EXERCISE DATA Start Marker

use crate::config::HeuristicsConfig;
use crate::ConfigError;
use regex::Regex;

/// Compiled path heuristics used to classify links
///
/// Two ordered lists of patterns, both matched against the normalized URL:
///
/// - **navigation**: listing pages (tags, categories, pagination) whose
///   presence in the pending queue justifies continuing a focused crawl
/// - **not crawlable**: pages recorded as known but never fetched
///   (login, admin, feeds, binary documents)
///
/// # Examples
///
/// ```
/// use sumi_spider::url::PathRules;
///
/// let rules = PathRules::default();
/// assert!(rules.is_navigation("https://example.org/tag/number1"));
/// assert!(!rules.is_navigation("https://example.org/en/page1"));
/// assert!(rules.is_not_crawlable("https://example.org/login"));
/// ```
#[derive(Debug, Clone)]
pub struct PathRules {
    navigation: Vec<Regex>,
    not_crawlable: Vec<Regex>,
}

impl PathRules {
    /// Compiles the pattern lists from configuration
    pub fn from_config(config: &HeuristicsConfig) -> Result<Self, ConfigError> {
        Ok(Self {
            navigation: compile_all(&config.navigation_patterns)?,
            not_crawlable: compile_all(&config.not_crawlable_patterns)?,
        })
    }

    /// Returns true if the URL looks like a listing/navigation page
    pub fn is_navigation(&self, url: &str) -> bool {
        self.navigation.iter().any(|re| re.is_match(url))
    }

    /// Returns true if the URL must never be fetched
    pub fn is_not_crawlable(&self, url: &str) -> bool {
        self.not_crawlable.iter().any(|re| re.is_match(url))
    }
}

impl Default for PathRules {
    fn default() -> Self {
        // The default patterns are covered by the config validation tests
        Self::from_config(&HeuristicsConfig::default())
            .unwrap_or_else(|_| Self {
                navigation: Vec::new(),
                not_crawlable: Vec::new(),
            })
    }
}

fn compile_all(patterns: &[String]) -> Result<Vec<Regex>, ConfigError> {
    patterns
        .iter()
        .map(|p| {
            Regex::new(p).map_err(|e| ConfigError::InvalidPattern(format!("'{}': {}", p, e)))
        })
        .collect()
}

#[cfg(test)]
mod tests {
    use super::*;

    #[test]
    fn test_default_patterns_compile() {
        let config = HeuristicsConfig::default();
        let rules = PathRules::from_config(&config).unwrap();
        assert_eq!(rules.navigation.len(), config.navigation_patterns.len());
        assert_eq!(rules.not_crawlable.len(), config.not_crawlable_patterns.len());
    }

    #[test]
    fn test_navigation_pages() {
        let rules = PathRules::default();
        assert!(rules.is_navigation("https://example.org/tag/number1"));
        assert!(rules.is_navigation("https://example.org/tag/1"));
        assert!(rules.is_navigation("https://example.org/category/news"));
        assert!(rules.is_navigation("https://example.org/blog/page/2"));
        assert!(rules.is_navigation("https://example.org/blog?page=3"));
        assert!(rules.is_navigation("https://example.org/author/jane"));
        assert!(rules.is_navigation("https://example.org/tags"));
    }

    #[test]
    fn test_content_pages() {
        let rules = PathRules::default();
        assert!(!rules.is_navigation("https://example.org/en/page1"));
        assert!(!rules.is_navigation("https://example.org/page2"));
        assert!(!rules.is_navigation("https://example.org/2023/05/a-post-about-tagging"));
        assert!(!rules.is_navigation("https://example.org/links/2/0"));
        assert!(!rules.is_navigation("https://example.org/catalogue-item"));
    }

    #[test]
    fn test_not_crawlable() {
        let rules = PathRules::default();
        assert!(rules.is_not_crawlable("https://example.org/login"));
        assert!(rules.is_not_crawlable("https://example.org/wp-admin/edit.php"));
        assert!(rules.is_not_crawlable("https://example.org/wp-login.php"));
        assert!(rules.is_not_crawlable("https://example.org/feed"));
        assert!(rules.is_not_crawlable("https://example.org/files/report.pdf"));
        assert!(rules.is_not_crawlable("https://example.org/post?replytocom=12"));

        assert!(!rules.is_not_crawlable("https://example.org/page1"));
        assert!(!rules.is_not_crawlable("https://example.org/blog/logins-explained"));
    }

    #[test]
    fn test_custom_patterns() {
        let config = HeuristicsConfig {
            navigation_patterns: vec![r"/rubrik/".to_string()],
            not_crawlable_patterns: vec![r"/intern/".to_string()],
        };
        let rules = PathRules::from_config(&config).unwrap();
        assert!(rules.is_navigation("https://example.de/rubrik/politik"));
        assert!(!rules.is_navigation("https://example.de/tag/politik"));
        assert!(rules.is_not_crawlable("https://example.de/intern/x"));
    }

    #[test]
    fn test_invalid_pattern() {
        let config = HeuristicsConfig {
            navigation_patterns: vec!["(".to_string()],
            not_crawlable_patterns: vec![],
        };
        assert!(matches!(
            PathRules::from_config(&config),
            Err(ConfigError::InvalidPattern(_))
        ));
    }
}
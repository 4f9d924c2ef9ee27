//! Robots.txt handling module
//!
//! This module provides functionality for fetching, parsing, and caching robots.txt files.
//! A site without a readable policy is crawled as if everything were allowed.

mod cache;
mod parser;

pub use cache::{CachedRobots, ROBOTS_MAX_AGE_HOURS};
pub use parser::{parse_robots, RobotsBody, RobotsRules};

use crate::crawler::{FetchResult, Fetcher, PageBody};
use crate::url::extract_origin;

impl From<PageBody> for RobotsBody {
    fn from(body: PageBody) -> Self {
        match body {
            PageBody::Text(text) => RobotsBody::Text(text),
            PageBody::Binary(bytes) => RobotsBody::Bytes(bytes),
        }
    }
}

/// Builds the robots.txt URL for the site a URL belongs to
///
/// # Examples
///
/// ```
/// use sumi_spider::robots::robots_url;
///
/// assert_eq!(
///     robots_url("https://example.org/blog/post"),
///     Some("https://example.org/robots.txt".to_string())
/// );
/// ```
pub fn robots_url(base_url: &str) -> Option<String> {
    extract_origin(base_url).map(|origin| format!("{}/robots.txt", origin))
}

/// Fetches and parses robots.txt for a site
///
/// # Arguments
///
/// * `fetcher` - The fetcher used for the request
/// * `base_url` - Any URL of the site (usually its origin)
///
/// # Returns
///
/// * `Some(RobotsRules)` - A readable policy was found
/// * `None` - No usable policy (invalid base URL, HTTP error, network
///   failure or unreadable body); callers fail open
pub async fn fetch_robots<F: Fetcher>(fetcher: &F, base_url: &str) -> Option<RobotsRules> {
    let url = robots_url(base_url)?;

    let body = match fetcher.fetch(&url).await {
        FetchResult::Success { body, .. } => RobotsBody::from(body),
        FetchResult::HttpError { status_code, .. } => {
            tracing::debug!("No robots.txt at {} (HTTP {})", url, status_code);
            RobotsBody::Absent
        }
        FetchResult::NetworkError { error } => {
            tracing::info!("Could not fetch {}: {}", url, error);
            RobotsBody::Absent
        }
    };

    parse_robots(&url, body)
}

/// Checks if a URL is allowed, treating a missing policy as "allow"
///
/// # Arguments
///
/// * `rules` - The site's rules, if any
/// * `user_agent` - The crawler's product token
/// * `url` - The URL to check
pub fn is_allowed(rules: Option<&RobotsRules>, user_agent: &str, url: &str) -> bool {
    rules.map_or(true, |r| r.can_fetch(user_agent, url))
}

#[cfg(test)]
mod tests {
    use super::*;

    #[test]
    fn test_robots_url() {
        assert_eq!(
            robots_url("http://127.0.0.1:8080/some/page?x=1"),
            Some("http://127.0.0.1:8080/robots.txt".to_string())
        );
        assert_eq!(robots_url("1234"), None);
    }

    #[test]
    fn test_missing_policy_allows() {
        assert!(is_allowed(None, "TestBot", "https://example.org/private"));

        let rules = RobotsRules::from_content(
            "https://example.org/robots.txt",
            "User-agent: *\nDisallow: /private",
        );
        assert!(!is_allowed(Some(&rules), "TestBot", "https://example.org/private"));
        assert!(is_allowed(Some(&rules), "TestBot", "https://example.org/public"));
    }

    #[test]
    fn test_page_body_conversion() {
        assert_eq!(
            RobotsBody::from(PageBody::Text("User-agent: *".to_string())),
            RobotsBody::Text("User-agent: *".to_string())
        );
        assert_eq!(
            RobotsBody::from(PageBody::Binary(vec![1, 2])),
            RobotsBody::Bytes(vec![1, 2])
        );
    }
}
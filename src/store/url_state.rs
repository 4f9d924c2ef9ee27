/// URL state definitions for the store
///
/// Every known URL is in exactly one of these states.
use std::fmt;

/// Represents where a known URL stands in the crawl
#[derive(Debug, Clone, Copy, PartialEq, Eq, Hash)]
pub enum UrlState {
    /// Known and waiting to be fetched (part of the todo queue)
    Pending,

    /// Fetched, or consumed by a crawl step whose fetch failed
    Visited,

    /// Known but never to be fetched (non-crawlable path, language
    /// mismatch, robots disallow)
    Excluded,
}

impl UrlState {
    /// Returns true if the URL still waits in the todo queue
    pub fn is_pending(&self) -> bool {
        matches!(self, Self::Pending)
    }

    /// Returns true if the URL has been consumed by a crawl step
    pub fn is_visited(&self) -> bool {
        matches!(self, Self::Visited)
    }

    /// Returns true if no further processing will happen for this URL
    pub fn is_terminal(&self) -> bool {
        !self.is_pending()
    }

    /// Short lowercase name, used in log output
    pub fn as_str(&self) -> &'static str {
        match self {
            Self::Pending => "pending",
            Self::Visited => "visited",
            Self::Excluded => "excluded",
        }
    }
}

impl fmt::Display for UrlState {
    fn fmt(&self, f: &mut fmt::Formatter<'_>) -> fmt::Result {
        write!(f, "{}", self.as_str())
    }
}
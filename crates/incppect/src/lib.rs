//! incppect
//!
//! Live inspection of application state from a browser. An application
//! registers named variables backed by getters; a page subscribes to a
//! subset of them over a WebSocket and the server pushes changes with a
//! compact two-level differential binary encoding, so thousands of live
//! values fit in very little bandwidth.
//!
//! # Example
//!
//! ```no_run
//! use std::sync::Arc;
//! use incppect::{view, Parameters, Server};
//!
//! #[tokio::main]
//! async fn main() {
//!     let server = Arc::new(Server::new());
//!
//!     let counter = 42u32;
//!     server.var("app.counter", move |_| view::of(&counter));
//!
//!     server.run(Parameters::default()).await;
//! }
//! ```
//!
//! The page side loads `/incppect.js` and polls variables by path:
//!
//! ```text
//! incppect.init();
//! incppect.render = function () {
//!     var counter = incppect.get_int32('app.counter');
//! };
//! ```

mod client;
mod engine;
mod params;
mod server;
mod telemetry;

pub use params::Parameters;
pub use server::Server;

pub use bytes::Bytes;
pub use incppect_core::{view, Getter};

use std::sync::Arc;

/// Client lifecycle and custom-message events delivered to the
/// application handler.
#[derive(Debug, Clone, Copy, PartialEq, Eq)]
pub enum ClientEvent {
    /// A client connected; the payload is its 4-byte address
    Connect,
    /// A client disconnected; the payload is empty
    Disconnect,
    /// A kind-4 message arrived; the payload is its body, verbatim
    Custom,
}

/// Application callback for [`ClientEvent`]s.
pub type Handler = Arc<dyn Fn(i32, ClientEvent, &[u8]) + Send + Sync>;
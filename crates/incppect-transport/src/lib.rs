//! incppect transport layer
//!
//! The subscription engine talks to the network through a small
//! capability set: a per-connection outbound handle with a backpressure
//! ledger, a lifecycle event stream, and static resource serving. This
//! crate provides those capabilities over a single axum listener that
//! carries both the HTTP surface and the WebSocket upgrade, with
//! optional TLS termination behind the `tls` feature.

pub mod conn;
pub mod error;
pub mod http;
pub mod websocket;

pub use conn::{address_fingerprint, Connection, ConnectionInfo, TransportEvent};
pub use error::{Result, TransportError};
pub use http::{ResourceOverrides, StaticFiles};
pub use websocket::{ServeConfig, TlsMaterial, WebSocketServer};
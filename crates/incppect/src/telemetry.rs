//! Built-in self-telemetry variables
//!
//! Every server pre-registers four paths so a page can inspect the
//! inspector: `incppect.nclients`, `incppect.tx_total`,
//! `incppect.rx_total` and `incppect.ip_address[%d]`. The counters are
//! updated by the engine task and read by getters running on the same
//! task, but they are atomics because `n_connected()` is callable from
//! anywhere.

use std::collections::BTreeMap;
use std::sync::atomic::{AtomicU32, AtomicU64, Ordering};
use std::sync::Arc;

use bytes::Bytes;
use incppect_core::{view, Registry};
use parking_lot::RwLock;

#[derive(Default)]
pub(crate) struct Telemetry {
    n_clients: AtomicU32,
    tx_total: AtomicU64,
    rx_total: AtomicU64,
    addresses: RwLock<BTreeMap<i32, [u8; 4]>>,
}

impl Telemetry {
    pub fn new() -> Self {
        Self::default()
    }

    pub fn client_connected(&self, id: i32, ip: [u8; 4]) {
        self.n_clients.fetch_add(1, Ordering::Relaxed);
        self.addresses.write().insert(id, ip);
    }

    pub fn client_closed(&self, id: i32) {
        self.n_clients.fetch_sub(1, Ordering::Relaxed);
        self.addresses.write().remove(&id);
    }

    pub fn add_tx(&self, bytes: u64) {
        self.tx_total.fetch_add(bytes, Ordering::Relaxed);
    }

    pub fn add_rx(&self, bytes: u64) {
        self.rx_total.fetch_add(bytes, Ordering::Relaxed);
    }

    pub fn n_clients(&self) -> u32 {
        self.n_clients.load(Ordering::Relaxed)
    }

    pub fn tx_total(&self) -> u64 {
        self.tx_total.load(Ordering::Relaxed)
    }

    pub fn rx_total(&self) -> u64 {
        self.rx_total.load(Ordering::Relaxed)
    }

    fn nth_address(&self, n: usize) -> Option<[u8; 4]> {
        self.addresses.read().values().nth(n).copied()
    }

    /// Register the `incppect.*` paths.
    pub fn register_builtins(self: &Arc<Self>, registry: &mut Registry) {
        let t = self.clone();
        registry.register(
            "incppect.nclients",
            Arc::new(move |_: &[i32]| view::of(&t.n_clients())),
        );

        let t = self.clone();
        registry.register(
            "incppect.tx_total",
            Arc::new(move |_: &[i32]| view::of(&(t.tx_total.load(Ordering::Relaxed) as f64))),
        );

        let t = self.clone();
        registry.register(
            "incppect.rx_total",
            Arc::new(move |_: &[i32]| view::of(&(t.rx_total.load(Ordering::Relaxed) as f64))),
        );

        let t = self.clone();
        registry.register(
            "incppect.ip_address[%d]",
            Arc::new(move |idxs: &[i32]| {
                idxs.first()
                    .and_then(|&i| usize::try_from(i).ok())
                    .and_then(|i| t.nth_address(i))
                    .map(|ip| Bytes::copy_from_slice(&ip))
                    .unwrap_or_default()
            }),
        );
    }
}
//! incppect core
//!
//! Protocol primitives for the incppect live-inspection channel.
//!
//! This crate provides:
//! - The XOR/run-length diff stream used at both levels of the wire
//!   format ([`diff`])
//! - Aggregate frame encoding/decoding ([`frame`])
//! - Client→server control message parsing ([`control`])
//! - The variable registry mapping path templates to getters ([`registry`])
//! - Byte-view helpers for writing getters ([`view`])
//! - A reference client-side decoder ([`mirror`])

pub mod control;
pub mod diff;
pub mod error;
pub mod frame;
pub mod mirror;
pub mod registry;
pub mod time;
pub mod view;

pub use error::{Error, Result};
pub use registry::{Getter, Registry};

/// Default TCP listen port
pub const DEFAULT_PORT: u16 = 3000;

/// Default maximum message size accepted and sent (bytes)
pub const DEFAULT_MAX_PAYLOAD: usize = 256 * 1024;

/// WebSocket upgrade path
pub const WS_PATH: &str = "/incppect";

/// URL of the embedded browser decoder script
pub const SCRIPT_PATH: &str = "/incppect.js";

EXERCISE DATA End Marker

WORK ITEM | Lines from the entries that contain the word "params" are what the answer must hold.

PROBLEM SOLUTION |
mod params;
pub use params::Parameters;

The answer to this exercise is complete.